[Stored data entries]
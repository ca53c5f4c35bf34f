use std::fmt::Debug;
use std::marker::PhantomData;
use std::ops::Index;
use std::ops::IndexMut;

use super::Priority;
use super::Propagator;
use super::PropagatorId;
use crate::containers::KeyedVec;

/// Owns the propagators of a [`State`](crate::State), in the order they were added.
#[derive(Default)]
pub(crate) struct PropagatorStore {
    entries: KeyedVec<PropagatorId, Entry>,
}

struct Entry {
    propagator: Box<dyn Propagator>,
    /// The priority is queried on every scheduling decision, so it is read once at insertion.
    priority: Priority,
}

/// A [`PropagatorId`] which remembers the type of the propagator, so the propagator can be
/// retrieved from the [`State`](crate::State) as that type.
#[derive(Debug, PartialEq, Eq, Hash)]
pub struct PropagatorHandle<P> {
    id: PropagatorId,
    propagator: PhantomData<P>,
}

impl<P> PropagatorHandle<P> {
    pub(crate) fn new(id: PropagatorId) -> Self {
        PropagatorHandle {
            id,
            propagator: PhantomData,
        }
    }

    /// The id of the propagator, which no longer carries its type.
    pub fn propagator_id(self) -> PropagatorId {
        self.id
    }
}

impl<P> Clone for PropagatorHandle<P> {
    fn clone(&self) -> Self {
        *self
    }
}

impl<P> Copy for PropagatorHandle<P> {}

impl PropagatorStore {
    pub(crate) fn len(&self) -> usize {
        self.entries.len()
    }

    /// The id the next added propagator will get; constructors register their watches under it
    /// before the propagator exists.
    pub(crate) fn next_id(&self) -> PropagatorId {
        PropagatorId(self.entries.len() as u32)
    }

    pub(crate) fn add(&mut self, propagator: Box<dyn Propagator>) -> PropagatorId {
        let priority = propagator.priority();
        self.entries.push(Entry {
            propagator,
            priority,
        })
    }

    pub(crate) fn priority(&self, id: PropagatorId) -> Priority {
        self.entries[id].priority
    }

    pub(crate) fn iter(&self) -> impl Iterator<Item = (PropagatorId, &dyn Propagator)> + '_ {
        self.entries
            .keys()
            .zip(self.entries.iter())
            .map(|(id, entry)| (id, entry.propagator.as_ref()))
    }

    /// The propagator of `handle` as its concrete type.
    pub(crate) fn get_propagator<P: Propagator>(&self, handle: PropagatorHandle<P>) -> Option<&P> {
        self.entries.get(handle.id)?.propagator.downcast_ref()
    }

    pub(crate) fn get_propagator_mut<P: Propagator>(
        &mut self,
        handle: PropagatorHandle<P>,
    ) -> Option<&mut P> {
        self.entries.get_mut(handle.id)?.propagator.downcast_mut()
    }
}

impl Index<PropagatorId> for PropagatorStore {
    type Output = dyn Propagator;

    fn index(&self, id: PropagatorId) -> &Self::Output {
        self.entries[id].propagator.as_ref()
    }
}

impl IndexMut<PropagatorId> for PropagatorStore {
    fn index_mut(&mut self, id: PropagatorId) -> &mut Self::Output {
        self.entries[id].propagator.as_mut()
    }
}

impl Debug for PropagatorStore {
    fn fmt(&self, f: &mut std::fmt::Formatter<'_>) -> std::fmt::Result {
        f.debug_map()
            .entries(self.iter().map(|(id, propagator)| (id, propagator.name())))
            .finish()
    }
}
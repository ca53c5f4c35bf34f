/// The values removed from a domain which have not yet been propagated.
///
/// The engine freezes the delta before handing it to the propagators watching the variable. The
/// frozen chain is then iterated while new removals go into a fresh pending chain, so no value is
/// lost or seen twice when propagators prune the same variable during the iteration.
#[derive(Clone, Debug, Default)]
pub(crate) struct DeltaDomain {
    pending: Vec<i32>,
}

impl DeltaDomain {
    pub(crate) fn push(&mut self, value: i32) {
        self.pending.push(value);
    }

    pub(crate) fn is_empty(&self) -> bool {
        self.pending.is_empty()
    }

    /// Move the pending removals into a frozen chain.
    pub(crate) fn freeze(&mut self) -> FrozenDelta {
        FrozenDelta {
            values: std::mem::take(&mut self.pending),
        }
    }

    /// Hand back a frozen chain once it has been propagated. Returns whether values were removed
    /// while it was frozen; those still have to be propagated.
    pub(crate) fn release(&mut self, frozen: FrozenDelta) -> bool {
        if self.pending.is_empty() {
            // Recycle the allocation.
            let mut buffer = frozen.values;
            buffer.clear();
            self.pending = buffer;
            false
        } else {
            true
        }
    }

    pub(crate) fn clear(&mut self) {
        self.pending.clear();
    }
}

/// A snapshot of removed values which is being propagated.
#[derive(Debug, Default)]
pub(crate) struct FrozenDelta {
    values: Vec<i32>,
}

impl FrozenDelta {
    pub(crate) fn iter(&self) -> DeltaIterator<'_> {
        DeltaIterator {
            values: self.values.iter(),
        }
    }

    pub(crate) fn is_empty(&self) -> bool {
        self.values.is_empty()
    }
}

/// Iterates the values removed from a domain since the previous time its delta was propagated.
#[derive(Clone, Debug)]
pub struct DeltaIterator<'a> {
    values: std::slice::Iter<'a, i32>,
}

impl DeltaIterator<'_> {
    pub(crate) fn empty() -> Self {
        DeltaIterator { values: [].iter() }
    }
}

impl Iterator for DeltaIterator<'_> {
    type Item = i32;

    fn next(&mut self) -> Option<Self::Item> {
        self.values.next().copied()
    }

    fn size_hint(&self) -> (usize, Option<usize>) {
        self.values.size_hint()
    }
}

impl ExactSizeIterator for DeltaIterator<'_> {}
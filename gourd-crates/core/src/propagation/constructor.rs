use super::Domains;
use super::LocalId;
use super::Propagator;
use super::PropagatorId;
use crate::basic_types::ModelError;
use crate::engine::variables::DomainId;
use crate::engine::State;
use crate::environment::Environment;
use crate::propagation::DomainEvents;

/// A propagator constructor creates a fully initialized instance of a [`Propagator`].
///
/// The constructor is responsible for indicating on which events the propagator should be
/// enqueued, for validating its configuration, and for creating the backtrackable state of the
/// propagator in the [`Environment`].
pub trait PropagatorConstructor {
    /// The propagator that is produced by this constructor.
    type PropagatorImpl: Propagator;

    /// Create the propagator instance from `Self`.
    ///
    /// A malformed configuration (mismatched lengths, invalid relations, ...) is reported as a
    /// [`ModelError`]; the state is then left as if the propagator was never added.
    fn create(
        self,
        context: PropagatorConstructorContext,
    ) -> Result<Self::PropagatorImpl, ModelError>;
}

/// [`PropagatorConstructorContext`] is used when [`Propagator`]s are initialised after creation.
///
/// Propagators use it to register to domain changes of variables, to read the current domains and
/// to create their backtrackable state.
#[derive(Debug)]
pub struct PropagatorConstructorContext<'a> {
    state: &'a mut State,
    pub(crate) propagator_id: PropagatorId,
}

impl PropagatorConstructorContext<'_> {
    pub(crate) fn new(
        propagator_id: PropagatorId,
        state: &mut State,
    ) -> PropagatorConstructorContext<'_> {
        PropagatorConstructorContext {
            state,
            propagator_id,
        }
    }

    /// Get domain information.
    pub fn domains(&self) -> Domains<'_> {
        self.state.domains()
    }

    /// The environment in which the backtrackable state of the propagator is created.
    pub fn environment_mut(&mut self) -> &mut Environment {
        &mut self.state.environment
    }

    /// Subscribes the propagator to the given [`DomainEvents`].
    ///
    /// The [`LocalId`] identifies the variable when the propagator is woken, and is the index of
    /// the value of the variable in the tuple passed to [`Propagator::is_satisfied`]. Each variable
    /// *must* have a unique [`LocalId`]; most often this is the index of the variable in the
    /// internal array of variables.
    pub fn register(&mut self, var: DomainId, domain_events: DomainEvents, local_id: LocalId) {
        self.state
            .watch_lists
            .watch(var, self.propagator_id, local_id, domain_events.events());
    }

    pub fn propagator_id(&self) -> PropagatorId {
        self.propagator_id
    }
}
use crate::basic_types::ModelError;
use crate::basic_types::PropagationStatus;
use crate::engine::variables::DomainId;
use crate::propagation::DomainEvents;
use crate::propagation::Domains;
use crate::propagation::LocalId;
use crate::propagation::Priority;
use crate::propagation::PropagationContext;
use crate::propagation::Propagator;
use crate::propagation::PropagatorConstructor;
use crate::propagation::PropagatorConstructorContext;
use crate::propagation::ReadDomains;

/// The [`PropagatorConstructor`] for the [`LessOrEqualPropagator`].
#[derive(Clone, Debug)]
pub struct LessOrEqualPropagatorArgs {
    pub a: DomainId,
    pub b: DomainId,
    pub offset: i32,
}

impl PropagatorConstructor for LessOrEqualPropagatorArgs {
    type PropagatorImpl = LessOrEqualPropagator;

    fn create(
        self,
        mut context: PropagatorConstructorContext,
    ) -> Result<Self::PropagatorImpl, ModelError> {
        let LessOrEqualPropagatorArgs { a, b, offset } = self;

        context.register(a, DomainEvents::LOWER_BOUND, LocalId::from(0));
        context.register(b, DomainEvents::UPPER_BOUND, LocalId::from(1));

        Ok(LessOrEqualPropagator { a, b, offset })
    }
}

/// Bounds propagator for the constraint `a + offset <= b`.
#[derive(Clone, Debug)]
pub struct LessOrEqualPropagator {
    a: DomainId,
    b: DomainId,
    offset: i32,
}

impl LessOrEqualPropagator {
    fn propagate_lower_bound_of_b(&self, context: &mut PropagationContext) -> PropagationStatus {
        let bound = context.lower_bound(self.a) + self.offset;
        let _ = context.update_lower_bound(self.b, bound)?;
        Ok(())
    }

    fn propagate_upper_bound_of_a(&self, context: &mut PropagationContext) -> PropagationStatus {
        let bound = context.upper_bound(self.b) - self.offset;
        let _ = context.update_upper_bound(self.a, bound)?;
        Ok(())
    }
}

impl Propagator for LessOrEqualPropagator {
    fn name(&self) -> &str {
        "LessOrEqual"
    }

    fn priority(&self) -> Priority {
        Priority::High
    }

    fn is_idempotent(&self) -> bool {
        true
    }

    fn propagate(&mut self, mut context: PropagationContext) -> PropagationStatus {
        self.propagate_lower_bound_of_b(&mut context)?;
        self.propagate_upper_bound_of_a(&mut context)
    }

    fn awake_on_inf(&mut self, mut context: PropagationContext, _: LocalId) -> PropagationStatus {
        self.propagate_lower_bound_of_b(&mut context)
    }

    fn awake_on_sup(&mut self, mut context: PropagationContext, _: LocalId) -> PropagationStatus {
        self.propagate_upper_bound_of_a(&mut context)
    }

    fn is_satisfied(&self, tuple: &[i32]) -> bool {
        tuple[0] + self.offset <= tuple[1]
    }

    fn is_entailed(&self, domains: Domains) -> Option<bool> {
        if domains.upper_bound(self.a) + self.offset <= domains.lower_bound(self.b) {
            Some(true)
        } else if domains.lower_bound(self.a) + self.offset > domains.upper_bound(self.b) {
            Some(false)
        } else {
            None
        }
    }
}
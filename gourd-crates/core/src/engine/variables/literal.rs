use std::fmt::Display;
use std::ops::Not;

use super::DomainId;

/// A (possibly negated) 0/1 variable. The positive literal is true when the variable takes the
/// value 1, the negative literal when it takes the value 0.
#[derive(Clone, Copy, Debug, PartialEq, Eq, Hash)]
pub struct Literal {
    domain: DomainId,
    positive: bool,
}

impl Literal {
    /// Creates the positive literal of `domain`, which should have a domain within {0, 1}.
    pub fn new(domain: DomainId) -> Literal {
        Literal {
            domain,
            positive: true,
        }
    }

    pub fn domain(&self) -> DomainId {
        self.domain
    }

    pub fn is_positive(&self) -> bool {
        self.positive
    }

    /// The value the variable takes when this literal is true.
    pub fn true_value(&self) -> i32 {
        i32::from(self.positive)
    }

    pub fn is_satisfied_by(&self, value: i32) -> bool {
        value == self.true_value()
    }
}

impl Not for Literal {
    type Output = Literal;

    fn not(self) -> Self::Output {
        Literal {
            domain: self.domain,
            positive: !self.positive,
        }
    }
}

impl Display for Literal {
    fn fmt(&self, f: &mut std::fmt::Formatter<'_>) -> std::fmt::Result {
        if self.positive {
            write!(f, "{}", self.domain)
        } else {
            write!(f, "~{}", self.domain)
        }
    }
}
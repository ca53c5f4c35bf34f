mod propagation_context;

pub use propagation_context::*;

Work order:
A verbatim transcription is needed of the lines above, starting at the line with "impl Index<PropagatorId> for" and ending at the line with "impl IndexMut<PropagatorId> for", both included, and of nothing else.

Exercise result:
impl Index<PropagatorId> for PropagatorStore {
    type Output = dyn Propagator;

    fn index(&self, id: PropagatorId) -> &Self::Output {
        self.entries[id].propagator.as_ref()
    }
}

impl IndexMut<PropagatorId> for PropagatorStore {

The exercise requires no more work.